La souris comme modèle animal
Pour comprendre la fonction des gènes, il est essentiel de réaliser des études génétiques. La souris est un très bon modèle animal, car relativement proche de l'homme. En effet, c'est un mammifère, et la taille de son génome et le nombre de ses gènes sont similaires à ceux de l'homme. L'élevage de la souris est relativement aisé grâce à sa petite taille, sa maturité sexuelle rapide (six à huit semaines), sa période de gestation relativement courte (trois semaines), et son coût modéré. De plus, des techniques permettant de modifier le génome par transgenèse "classique" dans le but de surexprimer un gène ou d'exprimer un gène muté, et par invalidation spécifique de gènes sont disponibles dans cet organisme. Ces outils génétiques, que nous allons décrire, permettent non seulement sur le plan fondamental de mieux comprendre la fonction des gènes, mais également de produire des animaux qui portent des mutations similaires à celles présentes dans des maladies génétiques humaines. Ainsi, l'identification des gènes responsables de déficiences chez la souris permet non seulement de faciliter les diagnostics et la compréhension de maladies humaines, mais également de créer des modèles animaux permettant de réaliser des essais thérapeutiques pour faciliter la mise en place de traitements.
La transgenèse classique
La transgenèse "classique" permet l'insertion d'un fragment d'ADN dans le génome et l'expression du gène qu'il porte. Pour établir un organisme transgénique pour un gène donné par transgenèse "classique", celui-ci est tout d'abord cloné et modifié in vitro afin de permettre son expression. Le mini-gène (ou transgène) est injecté dans le pronucléus mâle de l'œuf fécondé de la souris, qui est ensuite réimplanté dans une mère porteuse [figure 1]. Les souriceaux issus de ces œufs sont analysés pour vérifier la présence et l'expression du transgène. Le transgène est en général intégré au hasard dans le génome. Les souris portant le mini-gène dans la lignée germinale sont sélectionnées pour établir des lignées transgéniques. Les mini-gènes sont utilisés en général pour exprimer une protéine d'intérêt. Pour diriger son expression, la séquence codante de l'ADN doit être précédée d'une séquence d'ADN promotrice. La transgenèse permet également d'étudier les séquences promotrices. En plaçant le promoteur en amont d'une séquence codante d'une protéine facilement visualisable (enzyme, protéine fluorescente, etc.), il est aisé de déterminer les types cellulaires dans lesquels le gène est exprimé, et les séquences d'ADN spécifiant cette expression. Certains promoteurs sont actifs dans toutes les cellules, alors que d'autres ne sont actifs que dans des types cellulaires donnés. De plus, ils peuvent être actifs seulement pendant certains stades de développement ou de la vie adulte, ou être inductibles.

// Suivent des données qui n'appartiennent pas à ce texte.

//! Symbolic model builder over [`MipProblem`].
//!
//! Decision variables are declared in named groups. Each group owns a
//! contiguous run of solver columns and is addressed through a [`VarGroup`]
//! handle plus a 1-based sub-index. Rows are appended one at a time and only
//! the newest row accepts terms.

use std::fmt;
use std::ops::RangeInclusive;

use log::debug;
use pasaq_mip::{
    Bound, Direction, MipOptions, MipProblem, MipSolution, MipSolver, ProblemError, Termination,
    VarKind,
};
use thiserror::Error;

#[derive(Error, Debug, Clone, PartialEq)]
pub enum ModelError {
    #[error("Variable group '{0}' is already declared")]
    DuplicateDeclaration(String),
    #[error("Variable group '{0}' is not declared")]
    UndeclaredReference(String),
    #[error("Index {index} is outside 1..={len} for variable group '{group}'")]
    OutOfRange { group: String, index: usize, len: usize },
    #[error("Variable group '{0}' must own at least one column")]
    EmptyGroup(String),
    #[error("No row has been added yet")]
    RowNotReady,
    #[error("Model '{0}' has not been solved")]
    NotSolved(String),
    #[error("Invalid problem data: {0}")]
    Load(#[from] ProblemError),
}

/// Handle to a declared variable group
#[derive(Debug, Clone, Copy, PartialEq, Eq, Hash)]
pub struct VarGroup {
    id: usize,
    first: usize,
    len: usize,
}

impl VarGroup {
    pub fn len(&self) -> usize {
        self.len
    }

    pub fn is_empty(&self) -> bool {
        self.len == 0
    }

    /// Inclusive solver column range (0-based)
    pub fn columns(&self) -> RangeInclusive<usize> {
        self.first..=self.first + self.len - 1
    }
}

#[derive(Debug, Clone)]
struct GroupEntry {
    name: String,
    handle: VarGroup,
}

#[derive(Debug, Clone)]
pub struct Model {
    problem: MipProblem,
    groups: Vec<GroupEntry>,
    /// Terms of each row, indexed by row
    terms: Vec<Vec<(usize, f64)>>,
    solution: Option<MipSolution>,
}

impl Model {
    pub fn new(name: impl Into<String>) -> Self {
        Self {
            problem: MipProblem::new(name),
            groups: Vec::new(),
            terms: Vec::new(),
            solution: None,
        }
    }

    pub fn name(&self) -> &str {
        &self.problem.name
    }

    /// Reserve `count` new columns under `name`
    pub fn declare(&mut self, name: &str, count: usize) -> Result<VarGroup, ModelError> {
        if self.groups.iter().any(|g| g.name == name) {
            return Err(ModelError::DuplicateDeclaration(name.to_string()));
        }
        if count == 0 {
            return Err(ModelError::EmptyGroup(name.to_string()));
        }

        let first = self.problem.add_columns(count);
        for sub in 1..=count {
            self.problem.set_column_name(first + sub - 1, format!("{}[{}]", name, sub))?;
        }
        let handle = VarGroup {
            id: self.groups.len(),
            first,
            len: count,
        };
        self.groups.push(GroupEntry {
            name: name.to_string(),
            handle,
        });
        Ok(handle)
    }

    pub fn group(&self, name: &str) -> Result<VarGroup, ModelError> {
        self.groups
            .iter()
            .find(|g| g.name == name)
            .map(|g| g.handle)
            .ok_or_else(|| ModelError::UndeclaredReference(name.to_string()))
    }

    pub fn column_range(&self, name: &str) -> Result<RangeInclusive<usize>, ModelError> {
        Ok(self.group(name)?.columns())
    }

    pub fn group_name(&self, group: VarGroup) -> Result<&str, ModelError> {
        self.entry(group).map(|e| e.name.as_str())
    }

    fn entry(&self, group: VarGroup) -> Result<&GroupEntry, ModelError> {
        self.groups
            .get(group.id)
            .filter(|e| e.handle == group)
            .ok_or_else(|| ModelError::UndeclaredReference(format!("#{}", group.id)))
    }

    /// Solver column of `group[sub]`
    fn column(&self, group: VarGroup, sub: usize) -> Result<usize, ModelError> {
        let entry = self.entry(group)?;
        if sub == 0 || sub > group.len {
            return Err(ModelError::OutOfRange {
                group: entry.name.clone(),
                index: sub,
                len: group.len,
            });
        }
        Ok(group.first + sub - 1)
    }

    /// Append an unlabelled row; it becomes the current row
    pub fn add_row(&mut self) -> usize {
        let row = self.problem.add_rows(1);
        self.terms.push(Vec::new());
        row
    }

    pub fn add_named_row(&mut self, name: impl Into<String>) -> Result<usize, ModelError> {
        let row = self.add_row();
        self.problem.set_row_name(row, name)?;
        Ok(row)
    }

    pub fn current_row(&self) -> Option<usize> {
        self.terms.len().checked_sub(1)
    }

    fn require_row(&self) -> Result<usize, ModelError> {
        self.current_row().ok_or(ModelError::RowNotReady)
    }

    /// Add `coefficient * group[sub]` to the current row
    pub fn add_term(
        &mut self,
        group: VarGroup,
        sub: usize,
        coefficient: f64,
    ) -> Result<(), ModelError> {
        let row = self.require_row()?;
        let column = self.column(group, sub)?;
        self.terms[row].push((column, coefficient));
        Ok(())
    }

    pub fn set_row_bound(&mut self, bound: Bound) -> Result<(), ModelError> {
        let row = self.require_row()?;
        self.problem.set_row_bound(row, bound)?;
        Ok(())
    }

    pub fn set_bound(
        &mut self,
        group: VarGroup,
        sub: usize,
        bound: Bound,
    ) -> Result<(), ModelError> {
        let column = self.column(group, sub)?;
        self.problem.set_column_bound(column, bound)?;
        Ok(())
    }

    pub fn set_kind(
        &mut self,
        group: VarGroup,
        sub: usize,
        kind: VarKind,
    ) -> Result<(), ModelError> {
        let column = self.column(group, sub)?;
        self.problem.set_column_kind(column, kind)?;
        Ok(())
    }

    pub fn set_objective(
        &mut self,
        group: VarGroup,
        sub: usize,
        value: f64,
    ) -> Result<(), ModelError> {
        let column = self.column(group, sub)?;
        self.problem.set_objective_coefficient(column, value)?;
        Ok(())
    }

    pub fn maximize(&mut self) {
        self.problem.set_direction(Direction::Maximize);
    }

    pub fn minimize(&mut self) {
        self.problem.set_direction(Direction::Minimize);
    }

    pub fn num_rows(&self) -> usize {
        self.problem.num_rows()
    }

    pub fn num_columns(&self) -> usize {
        self.problem.num_columns()
    }

    /// Load the accumulated rows into the problem and solve it
    pub fn solve(&mut self, options: &MipOptions) -> Result<Termination, ModelError> {
        let size = self.terms.iter().map(Vec::len).sum();
        let mut rows = Vec::with_capacity(size);
        let mut cols = Vec::with_capacity(size);
        let mut values = Vec::with_capacity(size);
        for (row, terms) in self.terms.iter().enumerate() {
            for &(col, value) in terms {
                rows.push(row);
                cols.push(col);
                values.push(value);
            }
        }
        self.problem.load_matrix(&rows, &cols, &values)?;

        let solution = MipSolver::new(options.clone()).solve(&self.problem);
        debug!(
            "{}: {} ({} rows, {} columns)",
            self.problem.name,
            solution.status,
            self.num_rows(),
            self.num_columns()
        );
        let status = solution.status;
        self.solution = Some(solution);
        Ok(status)
    }

    pub fn is_solved(&self) -> bool {
        self.solution.is_some()
    }

    fn solution(&self) -> Result<&MipSolution, ModelError> {
        self.solution
            .as_ref()
            .ok_or_else(|| ModelError::NotSolved(self.problem.name.clone()))
    }

    pub fn termination(&self) -> Result<Termination, ModelError> {
        Ok(self.solution()?.status)
    }

    /// Objective of the incumbent; NaN when the search found none
    pub fn objective_value(&self) -> Result<f64, ModelError> {
        Ok(self.solution()?.objective_value)
    }

    /// Value of `group[sub]` in the incumbent; NaN when the search found none
    pub fn value(&self, group: VarGroup, sub: usize) -> Result<f64, ModelError> {
        let solution = self.solution()?;
        let column = self.column(group, sub)?;
        Ok(solution.values.get(column).copied().unwrap_or(f64::NAN))
    }
}

fn write_bound(f: &mut fmt::Formatter<'_>, bound: Bound) -> fmt::Result {
    match bound {
        Bound::Free => write!(f, "free"),
        Bound::Lower(l) => write!(f, ">= {}", l),
        Bound::Upper(u) => write!(f, "<= {}", u),
        Bound::Double(l, u) => write!(f, "in [{}, {}]", l, u),
        Bound::Fixed(v) => write!(f, "= {}", v),
    }
}

fn write_term(f: &mut fmt::Formatter<'_>, coefficient: f64, name: &str) -> fmt::Result {
    if coefficient < 0.0 {
        write!(f, " - {} {}", -coefficient, name)
    } else {
        write!(f, " + {} {}", coefficient, name)
    }
}

impl fmt::Display for Model {
    fn fmt(&self, f: &mut fmt::Formatter<'_>) -> fmt::Result {
        let problem = &self.problem;
        let direction = match problem.direction {
            Direction::Minimize => "minimize",
            Direction::Maximize => "maximize",
        };
        write!(f, "{} ({})\n  obj:", problem.name, direction)?;
        for column in problem.columns.iter().filter(|c| c.objective != 0.0) {
            write_term(f, column.objective, &column.name)?;
        }
        writeln!(f)?;

        writeln!(f, "subject to")?;
        for (row, terms) in problem.rows.iter().zip(&self.terms) {
            write!(f, "  {}:", row.name)?;
            for &(col, value) in terms {
                write_term(f, value, &problem.columns[col].name)?;
            }
            write!(f, " ")?;
            write_bound(f, row.bound)?;
            writeln!(f)?;
        }

        writeln!(f, "bounds")?;
        for column in &problem.columns {
            write!(f, "  {} ", column.name)?;
            write_bound(f, column.effective_bound())?;
            if column.kind != VarKind::Continuous {
                write!(f, " {:?}", column.kind)?;
            }
            writeln!(f)?;
        }
        Ok(())
    }
}

#[cfg(test)]
mod tests {
    use super::*;
    use proptest::prelude::*;

    #[test]
    fn test_declare_assigns_contiguous_ranges() {
        let mut model = Model::new("m");
        let x = model.declare("x", 4).unwrap();
        let z = model.declare("z", 2).unwrap();
        assert_eq!(x.columns(), 0..=3);
        assert_eq!(z.columns(), 4..=5);
        assert_eq!(model.column_range("z").unwrap(), 4..=5);
        assert_eq!(model.group("x").unwrap(), x);
        assert_eq!(model.group_name(z).unwrap(), "z");
        assert_eq!(model.num_columns(), 6);
    }

    #[test]
    fn test_declaration_errors() {
        let mut model = Model::new("m");
        model.declare("x", 2).unwrap();
        assert_eq!(
            model.declare("x", 1),
            Err(ModelError::DuplicateDeclaration("x".into()))
        );
        assert_eq!(model.declare("e", 0), Err(ModelError::EmptyGroup("e".into())));
        assert_eq!(
            model.column_range("y"),
            Err(ModelError::UndeclaredReference("y".into()))
        );
    }

    #[test]
    fn test_terms_need_a_row() {
        let mut model = Model::new("m");
        let x = model.declare("x", 3).unwrap();
        assert_eq!(model.add_term(x, 1, 1.0), Err(ModelError::RowNotReady));
        assert_eq!(model.set_row_bound(Bound::Upper(1.0)), Err(ModelError::RowNotReady));

        model.add_row();
        for sub in 1..=3 {
            model.add_term(x, sub, 1.0).unwrap();
        }
        assert!(matches!(
            model.add_term(x, 4, 1.0),
            Err(ModelError::OutOfRange { index: 4, len: 3, .. })
        ));
        assert!(matches!(model.add_term(x, 0, 1.0), Err(ModelError::OutOfRange { index: 0, .. })));
    }

    #[test]
    fn test_foreign_handle_is_rejected() {
        let mut other = Model::new("other");
        other.declare("a", 1).unwrap();
        let foreign = other.declare("b", 5).unwrap();

        let mut model = Model::new("m");
        model.declare("x", 1).unwrap();
        assert!(matches!(
            model.set_bound(foreign, 1, Bound::Free),
            Err(ModelError::UndeclaredReference(_))
        ));
    }

    #[test]
    fn test_results_need_a_solve() {
        let mut model = Model::new("m");
        let x = model.declare("x", 1).unwrap();
        assert_eq!(model.objective_value(), Err(ModelError::NotSolved("m".into())));
        assert_eq!(model.value(x, 1), Err(ModelError::NotSolved("m".into())));
        assert!(model.termination().is_err());
        assert!(!model.is_solved());
    }

    #[test]
    fn test_solve_small_mip() {
        // maximize 2x + 3y, x + y <= 1.5, y binary, x in [0, 1]
        let mut model = Model::new("small");
        let x = model.declare("x", 1).unwrap();
        let y = model.declare("y", 1).unwrap();
        model.set_bound(x, 1, Bound::Double(0.0, 1.0)).unwrap();
        model.set_kind(y, 1, VarKind::Binary).unwrap();
        model.add_named_row("capacity").unwrap();
        model.add_term(x, 1, 1.0).unwrap();
        model.add_term(y, 1, 1.0).unwrap();
        model.set_row_bound(Bound::Upper(1.5)).unwrap();
        model.set_objective(x, 1, 2.0).unwrap();
        model.set_objective(y, 1, 3.0).unwrap();
        model.maximize();

        let status = model.solve(&MipOptions::default()).unwrap();
        assert_eq!(status, Termination::Success);
        assert!((model.objective_value().unwrap() - 4.0).abs() < 1e-6);
        assert!((model.value(x, 1).unwrap() - 0.5).abs() < 1e-6);
        assert_eq!(model.value(y, 1).unwrap(), 1.0);
    }

    #[test]
    fn test_infeasible_model_reports_status() {
        let mut model = Model::new("none");
        let x = model.declare("x", 1).unwrap();
        model.add_row();
        model.add_term(x, 1, 1.0).unwrap();
        model.set_row_bound(Bound::Lower(2.0)).unwrap();
        model.set_bound(x, 1, Bound::Double(0.0, 1.0)).unwrap();

        let status = model.solve(&MipOptions::default()).unwrap();
        assert_eq!(status, Termination::NoPrimalFeasible);
        assert!(model.value(x, 1).unwrap().is_nan());
    }

    #[test]
    fn test_display_lists_rows_and_bounds() {
        let mut model = Model::new("show");
        let x = model.declare("x", 2).unwrap();
        model.add_named_row("sum").unwrap();
        model.add_term(x, 1, 1.0).unwrap();
        model.add_term(x, 2, -2.0).unwrap();
        model.set_row_bound(Bound::Upper(3.0)).unwrap();
        model.set_objective(x, 1, 1.0).unwrap();
        model.set_kind(x, 2, VarKind::Binary).unwrap();

        let text = model.to_string();
        assert!(text.starts_with("show (minimize)"));
        assert!(text.contains("  sum: + 1 x[1] - 2 x[2] <= 3"));
        assert!(text.contains("  x[2] in [0, 1] Binary"));
    }

    proptest! {
        #[test]
        fn proptest_group_ranges_are_disjoint(sizes in prop::collection::vec(1usize..20, 1..8)) {
            let mut model = Model::new("p");
            let groups: Vec<VarGroup> = sizes
                .iter()
                .enumerate()
                .map(|(i, &n)| model.declare(&format!("g{}", i), n).unwrap())
                .collect();
            for (group, &n) in groups.iter().zip(&sizes) {
                prop_assert_eq!(group.columns().count(), n);
            }
            for (i, a) in groups.iter().enumerate() {
                for b in &groups[i + 1..] {
                    prop_assert!(a.columns().end() < b.columns().start());
                }
            }
            prop_assert_eq!(model.num_columns(), sizes.iter().sum::<usize>());
        }
    }
}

Les manipulations génétiques chez la souris nécessitent un équipement spécialisé et un personnel hautement qualifié. Pour établir une lignée de souris transgénique il faut près d'un an. Malgré ces difficultés, cette approche est largement utilisée. Notons cependant que cette technologie ne permet pas d'abolir l'expression du gène endogène. A la fin des années 1980, une autre technologie, permettant d'inactiver un gène donné ou de le remplacer par un gène muté, a été mise en place.